Materials provided:
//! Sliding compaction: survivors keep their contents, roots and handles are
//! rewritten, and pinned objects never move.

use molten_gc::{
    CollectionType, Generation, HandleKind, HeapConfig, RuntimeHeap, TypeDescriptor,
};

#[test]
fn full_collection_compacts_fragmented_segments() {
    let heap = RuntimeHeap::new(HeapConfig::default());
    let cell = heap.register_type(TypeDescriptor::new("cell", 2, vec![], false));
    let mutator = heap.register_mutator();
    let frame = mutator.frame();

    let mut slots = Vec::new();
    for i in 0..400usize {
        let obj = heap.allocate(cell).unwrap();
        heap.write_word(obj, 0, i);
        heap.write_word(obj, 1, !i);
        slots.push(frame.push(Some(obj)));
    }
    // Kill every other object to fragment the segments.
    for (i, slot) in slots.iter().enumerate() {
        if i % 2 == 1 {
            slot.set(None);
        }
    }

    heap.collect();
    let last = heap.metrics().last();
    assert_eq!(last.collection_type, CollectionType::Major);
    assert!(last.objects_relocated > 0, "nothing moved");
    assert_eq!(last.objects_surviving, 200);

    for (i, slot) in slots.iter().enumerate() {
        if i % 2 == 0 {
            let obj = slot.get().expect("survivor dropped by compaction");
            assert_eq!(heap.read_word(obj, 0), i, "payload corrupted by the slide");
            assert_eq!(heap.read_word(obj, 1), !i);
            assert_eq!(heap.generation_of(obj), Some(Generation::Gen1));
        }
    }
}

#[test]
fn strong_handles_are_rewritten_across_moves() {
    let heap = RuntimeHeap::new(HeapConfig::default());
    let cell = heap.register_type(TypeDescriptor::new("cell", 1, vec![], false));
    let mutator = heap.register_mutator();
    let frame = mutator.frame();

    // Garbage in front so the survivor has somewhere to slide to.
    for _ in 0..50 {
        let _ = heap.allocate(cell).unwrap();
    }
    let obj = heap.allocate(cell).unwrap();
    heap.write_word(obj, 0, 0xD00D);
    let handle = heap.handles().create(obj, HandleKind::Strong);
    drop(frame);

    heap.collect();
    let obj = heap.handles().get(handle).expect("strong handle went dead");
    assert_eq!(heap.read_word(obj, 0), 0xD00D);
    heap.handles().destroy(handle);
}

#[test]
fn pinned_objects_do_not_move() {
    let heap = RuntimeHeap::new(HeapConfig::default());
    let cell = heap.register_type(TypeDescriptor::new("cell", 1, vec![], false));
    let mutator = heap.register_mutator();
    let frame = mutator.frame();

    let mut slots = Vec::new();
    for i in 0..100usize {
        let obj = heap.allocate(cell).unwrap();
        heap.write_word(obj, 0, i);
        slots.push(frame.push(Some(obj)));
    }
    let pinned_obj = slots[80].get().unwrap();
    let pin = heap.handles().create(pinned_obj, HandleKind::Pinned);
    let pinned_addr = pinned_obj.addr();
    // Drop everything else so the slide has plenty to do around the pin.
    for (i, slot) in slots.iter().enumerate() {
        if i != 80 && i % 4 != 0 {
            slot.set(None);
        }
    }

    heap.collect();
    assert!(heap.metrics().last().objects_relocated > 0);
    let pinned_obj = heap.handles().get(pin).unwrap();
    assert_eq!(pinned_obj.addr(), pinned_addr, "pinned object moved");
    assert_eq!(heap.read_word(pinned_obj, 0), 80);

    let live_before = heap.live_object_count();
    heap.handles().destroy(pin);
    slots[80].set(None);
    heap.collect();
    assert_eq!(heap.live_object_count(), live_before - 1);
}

How to complete this task: Copy out exactly the lines between the line with "let pinned_obj = slots[80].get().unwrap();" and the last line of the entries, counting both of those lines.

Written answer:
    let pinned_obj = slots[80].get().unwrap();
    let pin = heap.handles().create(pinned_obj, HandleKind::Pinned);
    let pinned_addr = pinned_obj.addr();
    // Drop everything else so the slide has plenty to do around the pin.
    for (i, slot) in slots.iter().enumerate() {
        if i != 80 && i % 4 != 0 {
            slot.set(None);
        }
    }

    heap.collect();
    assert!(heap.metrics().last().objects_relocated > 0);
    let pinned_obj = heap.handles().get(pin).unwrap();
    assert_eq!(pinned_obj.addr(), pinned_addr, "pinned object moved");
    assert_eq!(heap.read_word(pinned_obj, 0), 80);

    let live_before = heap.live_object_count();
    heap.handles().destroy(pin);
    slots[80].set(None);
    heap.collect();
    assert_eq!(heap.live_object_count(), live_before - 1);
}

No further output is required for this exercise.